A Helen no se le escapó que su mirada desprendía compasión. Está destrozado, pensó. Y aunque justo antes del accidente había odiado al instrumento con todas sus fuerzas, la sola idea de que esa maravilla hubiera podido romperse le produjo una opresión en el pecho. ¿O eran sus costillas rotas? No, el dolor venía de más adentro.

—Por su violín no se preocupe. Milagrosamente, solo ha sufrido un par de rasguños y se le han roto algunas cuerdas. Alguien lo recogió en el lugar del accidente y lo envió al hospital. A pesar de los tiempos que corren, aún hay gente buena en este mundo.

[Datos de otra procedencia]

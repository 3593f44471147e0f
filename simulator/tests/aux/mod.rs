pub mod catalog;
pub mod combat;
pub mod init;

#[allow(unused)]
pub use catalog::*;
#[allow(unused)]
pub use combat::*;
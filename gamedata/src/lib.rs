mod catalog;
mod loader;

use std::path::PathBuf;

pub use catalog::*;
pub use loader::*;

lazy_static::lazy_static! {
    pub static ref BUNDLED_CONTENT_DIR: PathBuf =
        PathBuf::from(env!("CARGO_MANIFEST_DIR")).join("res").join("content");
}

A Helen se le saltaron las lágrimas. El violín estaba bien. Aunque el accidente había puesto en peligro su carrera, podría volver a tocarlo.

Sin embargo, sus ansias por tocar se apagaron pronto, pues en cuanto le quitaron la escayola de la mano Helen notó enseguida que algo no iba bien. No sentía el pulgar, ni el índice ni el dedo corazón. Al principio asumió que era por los narcóticos, pero cuando se lo dijo al doctor Fraser y vio su cara de asombro empezó a sospechar.

Un par de días después, el médico apareció en su habitación con una radiografía. La sola visión del gesto grave del doctor le produjo calambres en el estómago. Hasta entonces no había cobrado forma el terrible presentimiento, pero ahora…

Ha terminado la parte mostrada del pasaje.